_What is expected:_ State only how many lines below include the string "Reconnecting".

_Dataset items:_
=== Begin Enclosure ===

//! End-to-end shooting scenarios.
//!
//! These drive the public tick API the same way a presenter would and check
//! the session bookkeeping that results.

use glam::Vec3;
use hoop_shot::consts::*;
use hoop_shot::sim::{Action, Ball, GameState, MissKind, ShotPhase, SimEvent, TickInput, tick};

fn run(state: &mut GameState, action: Option<Action>) {
    tick(state, &TickInput { action }, SIM_DT);
}

/// Tick until the ball settles, returning every event seen on the way
fn run_until_settled(state: &mut GameState, max_frames: usize) -> Vec<SimEvent> {
    let mut events = Vec::new();
    for _ in 0..max_frames {
        if !state.ball.in_flight {
            break;
        }
        run(state, None);
        events.extend_from_slice(&state.events);
    }
    events
}

fn place_under_hoop(state: &mut GameState) {
    state.ball.pos = Vec3::new(HOOP_X, BALL_REST_HEIGHT, 0.0);
}

#[test]
fn straight_up_shot_under_the_hoop_scores() {
    let mut state = GameState::new(11);
    place_under_hoop(&mut state);
    state.adjust_power(100.0);

    run(&mut state, Some(Action::Shoot));
    assert!(state.ball.in_flight);
    assert_eq!(state.ball.vel.x, 0.0);

    let mut apex = state.ball.pos.y;
    let mut events = state.events.clone();
    for _ in 0..1200 {
        if !state.ball.in_flight {
            break;
        }
        run(&mut state, None);
        apex = apex.max(state.ball.pos.y);
        events.extend_from_slice(&state.events);
    }

    assert!(apex >= RIM_HEIGHT, "apex {apex}");
    assert!(events.contains(&SimEvent::Scored { hoop: 1 }));
    assert_eq!(state.session.made, 1);
    assert_eq!(state.session.score, POINTS_PER_BASKET);
    assert_eq!(state.shot.phase, ShotPhase::Scored);
    assert!(!state.ball.in_flight);
}

#[test]
fn descending_through_the_opening_scores_once() {
    let mut state = GameState::new(5);
    run(&mut state, Some(Action::Shoot));
    state.ball.pos = Vec3::new(HOOP_X + 0.3 * RIM_RADIUS, RIM_HEIGHT, 0.0);
    state.ball.vel = Vec3::new(0.0, -3.0, 0.0);

    state.check_for_score();
    assert_eq!(state.session.made, 1);
    assert_eq!(state.session.score, 2);
    assert_eq!(state.shot.phase, ShotPhase::Scored);

    // Still inside the window next frame: no second make
    state.ball.pos.y -= 0.05;
    state.check_for_score();
    assert_eq!(state.session.made, 1);
    assert_eq!(state.session.score, 2);
}

#[test]
fn reset_game_after_scoring_clears_the_session() {
    let mut state = GameState::new(21);
    for _ in 0..3 {
        place_under_hoop(&mut state);
        run(&mut state, Some(Action::Shoot));
        run_until_settled(&mut state, 1200);
    }
    assert_eq!(state.session.attempts, 3);
    assert!(state.session.score > 0);

    run(&mut state, Some(Action::ResetGame));
    assert_eq!(state.session.score, 0);
    assert_eq!(state.session.attempts, 0);
    assert_eq!(state.session.made, 0);
    assert_eq!(state.session.accuracy_label(), "0.0");
    assert_eq!(state.ball.pos, Ball::center_rest_position());
    assert!(!state.ball.in_flight);
    assert_eq!(state.shot.phase, ShotPhase::Resting);
}

#[test]
fn out_of_bounds_ball_returns_after_delay() {
    let mut state = GameState::new(3);
    run(&mut state, Some(Action::Shoot));
    state.ball.pos = Vec3::new(COURT_HALF_LENGTH + OUT_OF_BOUNDS_BUFFER - 0.05, 3.0, 0.0);
    state.ball.vel = Vec3::new(6.0, 0.0, 0.0);

    run(&mut state, None);
    assert!(state.ball.out_of_bounds);
    assert!(!state.ball.in_flight);
    assert_eq!(state.shot.phase, ShotPhase::Missed(MissKind::OutOfBounds));
    let frozen_at = state.ball.pos;

    // One second in: still waiting
    for _ in 0..60 {
        run(&mut state, None);
    }
    assert_eq!(state.ball.pos, frozen_at);
    assert!(state.pending_reset.is_some());

    let mut auto_reset = false;
    for _ in 0..40 {
        run(&mut state, None);
        auto_reset |= state.events.contains(&SimEvent::AutoReset);
    }
    assert!(auto_reset);
    assert_eq!(state.ball.pos, Ball::center_rest_position());
    assert!(!state.ball.out_of_bounds);
    assert!(state.pending_reset.is_none());
    // Counters survive the automatic reset
    assert_eq!(state.session.attempts, 1);
}

#[test]
fn manual_reset_cancels_pending_auto_reset() {
    let mut state = GameState::new(3);
    run(&mut state, Some(Action::Shoot));
    state.ball.pos = Vec3::new(0.0, 4.0, COURT_HALF_WIDTH + OUT_OF_BOUNDS_BUFFER + 0.5);
    run(&mut state, None);
    assert!(state.pending_reset.is_some());

    run(&mut state, Some(Action::ResetBall));
    assert!(state.pending_reset.is_none());

    for _ in 0..30 {
        run(
            &mut state,
            Some(Action::Move {
                direction: Vec3::X,
                magnitude: 1.0,
            }),
        );
    }
    let parked = state.ball.pos;
    for _ in 0..200 {
        run(&mut state, None);
        assert!(!state.events.contains(&SimEvent::AutoReset));
    }
    assert_eq!(state.ball.pos, parked);
}

#[test]
fn new_game_cancels_pending_auto_reset_and_settles_hoops() {
    let mut state = GameState::new(4);
    run(&mut state, Some(Action::Shoot));
    state.ball.pos = Vec3::new(0.0, 4.0, COURT_HALF_WIDTH + OUT_OF_BOUNDS_BUFFER + 0.5);
    run(&mut state, None);
    assert!(state.pending_reset.is_some());

    let tuning = state.tuning.clone();
    state.hoop_anims[1].react(&SimEvent::RimHit { hoop: 1 }, &tuning);
    assert!(state.hoop_anims[1].is_active());

    run(&mut state, Some(Action::ResetGame));
    assert!(state.pending_reset.is_none());
    assert!(state.events.contains(&SimEvent::GameReset));
    assert!(state.hoop_anims.iter().all(|anim| !anim.is_active()));
    assert_eq!(state.session.attempts, 0);

    let frames = (tuning.auto_reset_delay / SIM_DT) as usize + 30;
    for _ in 0..frames {
        run(&mut state, None);
        assert!(!state.events.contains(&SimEvent::AutoReset));
    }
    assert!(state.pending_reset.is_none());
    assert!(state.hoop_anims.iter().all(|anim| !anim.is_active()));
    assert_eq!(state.ball.pos, Ball::center_rest_position());
}

#[test]
fn reset_ball_is_idempotent() {
    let play = |state: &mut GameState| {
        run(state, Some(Action::AdjustPower(20.0)));
        run(state, Some(Action::Shoot));
        for _ in 0..30 {
            run(state, None);
        }
    };

    let mut once = GameState::new(77);
    let mut twice = GameState::new(77);
    play(&mut once);
    play(&mut twice);

    once.reset_ball();
    twice.reset_ball();
    twice.reset_ball();

    assert_eq!(once.snapshot(), twice.snapshot());
    assert_eq!(once.ball, twice.ball);
    assert_eq!(once.pending_reset, twice.pending_reset);
    assert_eq!(twice.session.shot_power(), 50.0);
}

#[test]
fn shooting_counts_attempts_only_from_rest() {
    let mut state = GameState::new(9);
    run(&mut state, Some(Action::Shoot));
    assert_eq!(state.session.attempts, 1);

    for _ in 0..5 {
        run(&mut state, Some(Action::Shoot));
        assert_eq!(state.session.attempts, 1);
    }

    run_until_settled(&mut state, 3000);
    while state.pending_reset.is_some() {
        run(&mut state, None);
    }
    run(&mut state, Some(Action::Shoot));
    assert_eq!(state.session.attempts, 2);
    assert!(state.session.made <= state.session.attempts);
}
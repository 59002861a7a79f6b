//! The connection-lifecycle state machine: single-connection and pooled
//! variants sharing one contract so [`crate::executor`] and [`crate::notify`]
//! never need to know which one they're driving.

pub mod pool;
pub mod single;

use std::future::Future;
use std::ops::Deref;
use std::sync::Arc;

use crate::driver::RawConnection;
use crate::error::Result;

pub use pool::PoolSupervisor;
pub use single::SingleSupervisor;

/// The `{Idle, Connecting, Ready, Reconnecting, Destroying, ShutDown}`
/// connection lifecycle, shared by both Supervisor variants.
#[derive(Debug, Clone, Copy, PartialEq, Eq)]
pub enum State {
    Idle,
    Connecting,
    Ready,
    Reconnecting,
    Destroying,
    ShutDown,
}

/// Aggregate counters reported by [`Supervisor::metrics`] on pooled
/// supervisors.
#[derive(Debug, Clone, Copy, Default)]
pub struct Metrics {
    pub total: u32,
    pub idle: u32,
    pub active: u32,
    pub waiting: u32,
}

type ReleaseFn = Box<dyn FnOnce() + Send>;

/// A connection checked out from a [`Supervisor`]. Single-connection mode
/// hands back the same handle every time and releasing it is a no-op;
/// pooled mode returns the underlying connection to the idle set on drop.
pub struct Handle<C> {
    conn: Arc<C>,
    release: Option<ReleaseFn>,
}

impl<C> Handle<C> {
    pub(crate) fn unpooled(conn: Arc<C>) -> Self {
        Self { conn, release: None }
    }

    pub(crate) fn pooled(conn: Arc<C>, release: ReleaseFn) -> Self {
        Self {
            conn,
            release: Some(release),
        }
    }
}

impl<C> Deref for Handle<C> {
    type Target = C;

    fn deref(&self) -> &C {
        &self.conn
    }
}

impl<C> Drop for Handle<C> {
    fn drop(&mut self) {
        if let Some(release) = self.release.take() {
            release();
        }
    }
}

/// The public contract common to both Supervisor variants.
pub trait Supervisor: Send + Sync + 'static {
    type Connection: RawConnection;

    /// Rejects immediately with [`crate::error::Error::Shutdown`] if
    /// shutting down; otherwise waits on the Gate, re-checks shutdown, then
    /// returns a live handle.
    fn acquire(&self) -> impl Future<Output = Result<Handle<Self::Connection>>> + Send + '_;

    /// Marks shutting-down, emits `disconnect`, closes the Gate with a
    /// shutdown reason, then destroys the underlying resource. Idempotent.
    fn shutdown(&self) -> impl Future<Output = Result<()>> + Send + '_;
}

/// Lets `QueryExecutor`/`TxExecutor`/facade types share one Supervisor via a
/// cheap `Arc` clone instead of each needing their own.
impl<T: Supervisor> Supervisor for Arc<T> {
    type Connection = T::Connection;

    async fn acquire(&self) -> Result<Handle<T::Connection>> {
        (**self).acquire().await
    }

    async fn shutdown(&self) -> Result<()> {
        (**self).shutdown().await
    }
}
//! `TxExecutor`: same retry skeleton as `QueryExecutor`, but each attempt
//! runs a whole `BEGIN ... COMMIT`/`ROLLBACK` batch as a unit.

use std::time::Duration;

use tokio_postgres::types::ToSql;

use crate::backoff;
use crate::config::ExecutorConfig;
use crate::driver::RawConnection;
use crate::error::{Error, Result};
use crate::supervisor::Supervisor;

use super::Quiescence;

/// One statement in a transaction batch.
pub struct Statement<'a> {
    pub sql: &'a str,
    pub params: &'a [&'a (dyn ToSql + Sync)],
}

/// See module docs.
pub struct TxExecutor<S: Supervisor> {
    supervisor: S,
    config: ExecutorConfig,
    quiescence: Quiescence,
}

impl<S: Supervisor> TxExecutor<S> {
    pub fn new(supervisor: S, config: ExecutorConfig) -> Self {
        Self {
            supervisor,
            config,
            quiescence: Quiescence::new(),
        }
    }

    pub fn active_requests(&self) -> usize {
        self.quiescence.active_requests()
    }

    /// Runs `statements` as a single transaction, retrying the whole batch
    /// on a transient failure. Partial re-execution of a batch is never
    /// attempted.
    pub async fn execute(
        &self,
        statements: &[Statement<'_>],
    ) -> Result<Vec<Vec<<S::Connection as RawConnection>::Row>>> {
        self.quiescence.check_not_shutting_down()?;
        let _guard = self.quiescence.enter();

        let max_attempts = super::attempts(self.config);
        let mut last_err = None;

        for attempt in 1..=max_attempts {
            let handle = self.supervisor.acquire().await?;
            match Self::run_once(&handle, statements).await {
                Ok(results) => return Ok(results),
                Err(err) => {
                    drop(handle);
                    let is_last = attempt == max_attempts;
                    if is_last || !err.is_retriable() {
                        return Err(err);
                    }
                    tracing::warn!(
                        target: "resilientpg::executor",
                        attempt,
                        error = %err,
                        "transient transaction error, retrying whole batch"
                    );
                    tokio::time::sleep(backoff::delay(attempt, backoff::EXECUTOR_RETRY)).await;
                    last_err = Some(err);
                }
            }
        }

        Err(last_err.unwrap_or(Error::Shutdown))
    }

    async fn run_once(
        handle: &crate::supervisor::Handle<S::Connection>,
        statements: &[Statement<'_>],
    ) -> Result<Vec<Vec<<S::Connection as RawConnection>::Row>>> {
        handle.batch_execute("BEGIN").await?;

        let mut results = Vec::with_capacity(statements.len());
        for statement in statements {
            match handle.execute(statement.sql, statement.params).await {
                Ok(rows) => results.push(rows),
                Err(err) => {
                    rollback(handle).await;
                    return Err(err);
                }
            }
        }

        if let Err(err) = handle.batch_execute("COMMIT").await {
            rollback(handle).await;
            return Err(err);
        }

        Ok(results)
    }

    /// Waits for in-flight transactions to drain before returning; default
    /// 30 s timeout.
    pub async fn shutdown(&self) -> Result<()> {
        self.shutdown_with_timeout(Duration::from_secs(30)).await
    }

    pub async fn shutdown_with_timeout(&self, timeout: Duration) -> Result<()> {
        self.quiescence.drain(timeout).await
    }
}

/// Attempts `ROLLBACK`, logging and swallowing any error rather than
/// masking the original failure that triggered it.
async fn rollback<C: RawConnection>(handle: &crate::supervisor::Handle<C>) {
    if let Err(err) = handle.batch_execute("ROLLBACK").await {
        tracing::error!(target: "resilientpg::executor", error = %err, "ROLLBACK failed, swallowing");
    }
}

#[cfg(test)]
mod tests {
    use crate::config::ExecutorConfig;
    use crate::driver::testing::{FakeConnection, FakeDriver};
    use crate::supervisor::single::SingleSupervisor;
    use crate::supervisor::Supervisor;

    use super::{Statement, TxExecutor};

    #[tokio::test]
    async fn a_successful_batch_runs_every_statement_in_order() {
        let driver = FakeDriver::always_succeeds(FakeConnection::healthy);
        let supervisor = SingleSupervisor::connect(driver).await.unwrap();
        let executor = TxExecutor::new(supervisor, ExecutorConfig::new(1));

        let results = executor
            .execute(&[
                Statement { sql: "INSERT INTO t VALUES (1)", params: &[] },
                Statement { sql: "INSERT INTO t VALUES (2)", params: &[] },
            ])
            .await
            .unwrap();
        assert_eq!(results.len(), 2);
    }

    #[tokio::test]
    async fn a_failing_statement_retries_the_whole_batch() {
        let driver = FakeDriver::always_succeeds(FakeConnection::healthy);
        let supervisor = SingleSupervisor::connect(driver).await.unwrap();
        // The queued transient failure hits BEGIN on the first attempt; the
        // retry re-runs the whole batch against the connection's healthy
        // default and succeeds.
        supervisor.acquire().await.unwrap().push_transient_error();

        let executor = TxExecutor::new(supervisor, ExecutorConfig::new(2));
        let results = executor
            .execute(&[Statement { sql: "UPDATE t SET v = 1", params: &[] }])
            .await
            .unwrap();
        assert_eq!(results.len(), 1);
    }

    #[tokio::test]
    async fn a_non_retriable_statement_failure_rolls_back_and_returns_the_error() {
        let driver = FakeDriver::always_succeeds(FakeConnection::healthy);
        let supervisor = SingleSupervisor::connect(driver).await.unwrap();
        {
            let handle = supervisor.acquire().await.unwrap();
            handle.push_rows(0); // BEGIN
            handle.push_error(); // the statement itself
        }

        let executor = TxExecutor::new(supervisor, ExecutorConfig::new(3));
        let err = executor
            .execute(&[Statement { sql: "UPDATE t SET v = 1", params: &[] }])
            .await
            .unwrap_err();
        assert!(matches!(err, crate::error::Error::ProbeFailed(_)));
    }
}
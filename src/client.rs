//! `Client`: a single-connection Supervisor plus its two executors, a query
//! path and a transaction path, both retrying against the same connection.

use std::sync::Arc;
use std::time::Duration;

use resilientpg_core::config::ExecutorConfig;
use resilientpg_core::driver::{Driver, RawConnection, TokioPostgresDriver};
use resilientpg_core::error::{Error, Result};
use resilientpg_core::executor::tx::Statement;
use resilientpg_core::executor::{QueryExecutor, TxExecutor};
use resilientpg_core::supervisor::single::SingleSupervisor;
use tokio_postgres::types::ToSql;
use tokio_postgres::NoTls;

use crate::config::ResilientPgConfig;

type Rows<D> = Vec<<<D as Driver>::Connection as RawConnection>::Row>;

/// See module docs. Generic over the [`Driver`] so tests can swap in
/// [`resilientpg_core::driver::testing::FakeDriver`]; application code uses
/// the default, `tokio_postgres`-backed driver via [`Client::connect`].
pub struct Client<D: Driver = TokioPostgresDriver<NoTls>> {
    supervisor: Arc<SingleSupervisor<D>>,
    queries: QueryExecutor<Arc<SingleSupervisor<D>>>,
    transactions: TxExecutor<Arc<SingleSupervisor<D>>>,
}

impl Client<TokioPostgresDriver<NoTls>> {
    pub async fn connect(config: ResilientPgConfig, executor: ExecutorConfig) -> Result<Self> {
        config.connect.validate()?;
        let driver = TokioPostgresDriver::new(config.connect.to_tokio_postgres_config(), NoTls);
        let supervisor = SingleSupervisor::connect(driver).await?;
        Ok(Self::from_supervisor(supervisor, executor))
    }
}

impl<D: Driver> Client<D> {
    pub fn from_supervisor(supervisor: Arc<SingleSupervisor<D>>, executor: ExecutorConfig) -> Self {
        Self {
            queries: QueryExecutor::new(Arc::clone(&supervisor), executor),
            transactions: TxExecutor::new(Arc::clone(&supervisor), executor),
            supervisor,
        }
    }

    pub fn supervisor(&self) -> &Arc<SingleSupervisor<D>> {
        &self.supervisor
    }

    pub async fn execute(&self, sql: &str, params: &[&(dyn ToSql + Sync)]) -> Result<Rows<D>> {
        self.queries.execute(sql, params).await
    }

    pub async fn transaction(&self, statements: &[Statement<'_>]) -> Result<Vec<Rows<D>>> {
        self.transactions.execute(statements).await
    }

    /// Shuts each owned executor down, then the Supervisor, aggregating any
    /// failures into one composite error.
    pub async fn shutdown(&self) -> Result<()> {
        self.shutdown_with_timeout(Duration::from_secs(30)).await
    }

    pub async fn shutdown_with_timeout(&self, timeout: Duration) -> Result<()> {
        let mut failures = Vec::new();

        if let Err(err) = self.queries.shutdown_with_timeout(timeout).await {
            failures.push(err);
        }
        if let Err(err) = self.transactions.shutdown_with_timeout(timeout).await {
            failures.push(err);
        }
        if let Err(err) = self.supervisor.shutdown().await {
            failures.push(err);
        }

        if failures.is_empty() {
            Ok(())
        } else {
            Err(Error::Aggregate(failures))
        }
    }
}
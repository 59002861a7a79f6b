//! Construction-time configuration and validation.

use std::time::Duration;

use crate::error::{Error, Result};

/// Fields required by every client, single-connection or pooled.
#[derive(Debug, Clone)]
pub struct ConnectConfig {
    pub host: String,
    pub port: u16,
    pub database: String,
    pub user: String,
    pub password: String,
}

impl ConnectConfig {
    /// Validates that every required field (host, port, database, user,
    /// password) is present; missing any of these is an initialization
    /// error.
    pub fn validate(&self) -> Result<()> {
        if self.host.trim().is_empty() {
            return Err(Error::Validation("host is required".into()));
        }
        if self.port == 0 {
            return Err(Error::Validation("port is required".into()));
        }
        if self.database.trim().is_empty() {
            return Err(Error::Validation("database is required".into()));
        }
        if self.user.trim().is_empty() {
            return Err(Error::Validation("user is required".into()));
        }
        if self.password.is_empty() {
            return Err(Error::Validation("password is required".into()));
        }
        Ok(())
    }

    pub fn to_tokio_postgres_config(&self) -> tokio_postgres::Config {
        let mut config = tokio_postgres::Config::new();
        config
            .host(&self.host)
            .port(self.port)
            .dbname(&self.database)
            .user(&self.user)
            .password(&self.password);
        config
    }
}

/// Pool-only sizing, with defaults applied at [`PoolConfig::validate`] time
/// rather than left to the caller.
#[derive(Debug, Clone)]
pub struct PoolConfig {
    pub min: u32,
    pub max: u32,
    pub connect_timeout: Option<Duration>,
    pub idle_timeout: Option<Duration>,
    pub max_lifetime: Option<Duration>,
}

impl PoolConfig {
    pub const DEFAULT_CONNECT_TIMEOUT: Duration = Duration::from_secs(5);
    pub const DEFAULT_IDLE_TIMEOUT: Duration = Duration::from_secs(60);
    pub const DEFAULT_MAX_LIFETIME: Duration = Duration::from_secs(600);

    /// Validates `min ≤ max`, `max ≥ 2`, `min ≥ 0` and fills in the unset
    /// timeouts with their defaults, returning the normalized copy.
    pub fn validate(&self) -> Result<PoolConfig> {
        if self.max < 2 {
            return Err(Error::Validation("pool max must be >= 2".into()));
        }
        if self.min > self.max {
            return Err(Error::Validation("pool min must be <= max".into()));
        }

        Ok(PoolConfig {
            min: self.min,
            max: self.max,
            connect_timeout: Some(self.connect_timeout.unwrap_or(Self::DEFAULT_CONNECT_TIMEOUT)),
            idle_timeout: Some(self.idle_timeout.unwrap_or(Self::DEFAULT_IDLE_TIMEOUT)),
            max_lifetime: Some(self.max_lifetime.unwrap_or(Self::DEFAULT_MAX_LIFETIME)),
        })
    }
}

impl Default for PoolConfig {
    fn default() -> Self {
        Self {
            min: 0,
            max: 4,
            connect_timeout: None,
            idle_timeout: None,
            max_lifetime: None,
        }
    }
}

/// `maxAttempts`, shared by QueryExecutor and TxExecutor.
#[derive(Debug, Clone, Copy)]
pub struct ExecutorConfig {
    pub max_attempts: u32,
}

impl ExecutorConfig {
    /// Floors `max_attempts` at 1; `execute` always runs at least once.
    pub fn new(max_attempts: u32) -> Self {
        Self {
            max_attempts: max_attempts.max(1),
        }
    }
}

impl Default for ExecutorConfig {
    fn default() -> Self {
        Self::new(3)
    }
}

#[cfg(test)]
mod tests {
    use super::*;

    fn valid_connect() -> ConnectConfig {
        ConnectConfig {
            host: "localhost".into(),
            port: 5432,
            database: "d".into(),
            user: "u".into(),
            password: "p".into(),
        }
    }

    #[test]
    fn missing_host_is_a_validation_error() {
        let mut cfg = valid_connect();
        cfg.host = String::new();
        assert!(matches!(cfg.validate(), Err(Error::Validation(_))));
    }

    #[test]
    fn complete_config_validates() {
        assert!(valid_connect().validate().is_ok());
    }

    #[test]
    fn pool_rejects_max_under_two() {
        let cfg = PoolConfig {
            max: 1,
            ..Default::default()
        };
        assert!(cfg.validate().is_err());
    }

    #[test]
    fn pool_rejects_min_over_max() {
        let cfg = PoolConfig {
            min: 5,
            max: 4,
            ..Default::default()
        };
        assert!(cfg.validate().is_err());
    }

    #[test]
    fn pool_fills_in_default_timeouts() {
        let cfg = PoolConfig::default().validate().unwrap();
        assert_eq!(cfg.connect_timeout, Some(PoolConfig::DEFAULT_CONNECT_TIMEOUT));
        assert_eq!(cfg.idle_timeout, Some(PoolConfig::DEFAULT_IDLE_TIMEOUT));
        assert_eq!(cfg.max_lifetime, Some(PoolConfig::DEFAULT_MAX_LIFETIME));
    }

    #[test]
    fn executor_config_floors_at_one() {
        assert_eq!(ExecutorConfig::new(0).max_attempts, 1);
    }
}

=== End Enclosure ===

_Output:_ 2